Thank God for John and his ability to keep this lively action sailing along.

“The friend zone,” much like the show that popularized its usage, has gone through some reassessment since the 1990s. To some people, including Daniel Radcliffe and some of my friends, it connotes entitlement and misogyny. “She put me in the friend zone! How dare she, that bitch! I deserve to be in her EROGENOUS zones! I’m a good guy!”

I always felt like that was giving the worst of society more power over our language than they deserved, and not entirely fair to Friends, either. True, some of the show’s underlying assumptions are not the wokest today, but its casting alone presented men and women as equally relatable and worth rooting for. Nothing about its definition of “the friend zone” suggested a woman didn’t have the right to put a man there. The zone is inside her mind, and she owns her own mind. Everyone categorizes everyone else, as “potential partner,” “friend,” “guy whose stuff I read,” “asshole,” or whatever. If I pick a category for someone, I get less interested in revising my choice the more time passes, and the same applies to the way other people look at me.
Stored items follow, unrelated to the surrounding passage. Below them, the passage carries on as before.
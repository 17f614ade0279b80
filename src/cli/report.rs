use std::{io, path::Path};

use anyhow::Result;
use chrono::{DateTime, Duration, Utc};
use chrono_english::parse_date_string;
use clap::{CommandFactory, Parser};
use tracing::info;

use crate::{
    platform::IntervalGranularity,
    present::{ListPresenter, OutputFormat},
    usage::{
        aggregate::UsageAggregator,
        gate::PermissionGate,
        screen::{PresentationState, UsageScreen},
    },
    utils::{
        clock::{Clock, DefaultClock},
        time::UsageWindow,
    },
};

use super::{Args, DateStyle, Services, OWNER_ID};

const DEFAULT_WINDOW_HOURS: u32 = 24;

#[derive(Debug, Parser)]
pub struct ShowCommand {
    #[arg(long, default_value_t = DEFAULT_WINDOW_HOURS, help = "Length of the usage window in hours")]
    hours: u32,
    #[arg(
        long = "end",
        short,
        help = "End of the usage window. Examples are \"yesterday\", \"1 hour ago\", \"15/03/2025\", \"12:00 16/03/2025\""
    )]
    end_date: Option<String>,
    #[arg(long, default_value_t = DateStyle::Uk, help = "Style of dates used during parsing. For Uk it's day/month/year. For Us it's month/day/year")]
    date_style: DateStyle,
    #[arg(long, default_value_t = IntervalGranularity::Daily, help = "Bucket size usage is queried with")]
    granularity: IntervalGranularity,
    #[arg(long, default_value_t = OutputFormat::Table)]
    format: OutputFormat,
}

/// Resume only. Tells whether usage can be shown.
pub fn process_status_command(dir: &Path, colored: bool) -> Result<()> {
    let services = Services::open(dir)?;
    let mut screen = open_screen(&services, IntervalGranularity::Daily);
    let state = screen.on_resume();
    ListPresenter::new(OutputFormat::Table, colored).render_state(state, &mut io::stdout())
}

/// Resume followed by a refresh. Without usage data in the window nothing is printed.
pub async fn process_show_command(
    ShowCommand {
        hours,
        end_date,
        date_style,
        granularity,
        format,
    }: ShowCommand,
    dir: &Path,
    colored: bool,
) -> Result<()> {
    let window = resolve_window(end_date, hours, date_style, &DefaultClock)?;
    let services = Services::open(dir)?;
    let mut screen = open_screen(&services, granularity);

    screen.on_resume();
    let presenter = ListPresenter::new(format, colored);
    match screen.on_refresh(window).await? {
        PresentationState::PermissionGrantedIdle => {
            info!("Nothing to show");
            Ok(())
        }
        state => presenter.render_state(state, &mut io::stdout()),
    }
}

fn open_screen(services: &Services, granularity: IntervalGranularity) -> UsageScreen<'_> {
    UsageScreen::new(
        PermissionGate::new(&services.grants, std::process::id(), OWNER_ID),
        UsageAggregator::new(&services.usage, &services.registry, granularity),
    )
}

/// Window of `hours` ending at `end_date`, or now when no end was given.
fn resolve_window(
    end_date: Option<String>,
    hours: u32,
    date_style: DateStyle,
    clock: &dyn Clock,
) -> Result<UsageWindow> {
    let end = match end_date {
        Some(end_date) => parse_moment(&end_date, date_style, clock, "end")?,
        None => clock.time(),
    };
    UsageWindow::ending_at(end, Duration::hours(hours.into())).ok_or_else(|| {
        Args::command()
            .error(
                clap::error::ErrorKind::ValueValidation,
                format!("Usage window of {hours} hours ending at {end} is out of range"),
            )
            .into()
    })
}

pub(super) fn parse_moment(
    value: &str,
    date_style: DateStyle,
    clock: &dyn Clock,
    name: &str,
) -> Result<DateTime<Utc>> {
    let now = clock.time().with_timezone(&chrono::Local);
    match parse_date_string(value, now, date_style.into()) {
        Ok(v) => Ok(v.with_timezone(&Utc)),
        Err(e) => Err(Args::command()
            .error(
                clap::error::ErrorKind::ValueValidation,
                format!("Failed to validate {name} date {e}"),
            )
            .into()),
    }
}

#[cfg(test)]
mod tests {
    use anyhow::Result;
    use chrono::{Duration, TimeZone, Utc};

    use crate::{cli::DateStyle, utils::clock::FixedClock};

    use super::resolve_window;

    #[test]
    fn test_default_window_ends_now() -> Result<()> {
        let now = Utc.with_ymd_and_hms(2024, 4, 5, 12, 0, 0).unwrap();
        let window = resolve_window(None, 24, DateStyle::Uk, &FixedClock(now))?;
        assert_eq!(window.end, now);
        assert_eq!(window.start, now - Duration::hours(24));
        Ok(())
    }

    #[test]
    fn test_relative_end() -> Result<()> {
        let now = Utc.with_ymd_and_hms(2024, 4, 5, 12, 0, 0).unwrap();
        let window = resolve_window(
            Some("1 hour ago".into()),
            2,
            DateStyle::Uk,
            &FixedClock(now),
        )?;
        assert_eq!(window.end, now - Duration::hours(1));
        assert_eq!(window.start, now - Duration::hours(3));
        Ok(())
    }

    #[test]
    fn test_invalid_end() {
        let now = Utc.with_ymd_and_hms(2024, 4, 5, 12, 0, 0).unwrap();
        assert!(resolve_window(
            Some("not a date at all".into()),
            24,
            DateStyle::Uk,
            &FixedClock(now)
        )
        .is_err());
    }

    #[test]
    fn test_window_out_of_range() {
        let now = Utc.with_ymd_and_hms(2024, 4, 5, 12, 0, 0).unwrap();
        let error = resolve_window(None, u32::MAX, DateStyle::Uk, &FixedClock(now)).unwrap_err();
        assert!(error.to_string().contains("out of range"), "{error}");
    }
}
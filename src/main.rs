use anyhow::Result;
use tracing::error;
use usagestats::{cli::run_cli, utils::runtime::single_thread_runtime};

fn main() -> Result<()> {
    single_thread_runtime()?.block_on(async {
        run_cli().await.inspect_err(|e| {
            error!("Error running cli {e:?}");
        })
    })
}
(My wife shrugs and adds, “Yeah, I got friendzoned by guys a lot. You learn to deal with it.”)

Sometimes you just have to accept that the language has changed, but I’m sorry to see this term tainted, because it certainly helped me understand some of what I was doing wrong. If nothing else, it represented an improvement over the romcom-inspired strategy of “just be her friend, just always be there for her (clapclapclapclapclap), and one day, one day she’ll see…”

The verb form “friendzoned” is maybe a little easier to associate with the angry internet. But Frigg has always used language from the angry internet, so having her use it is in line with her character, no matter how you look at it.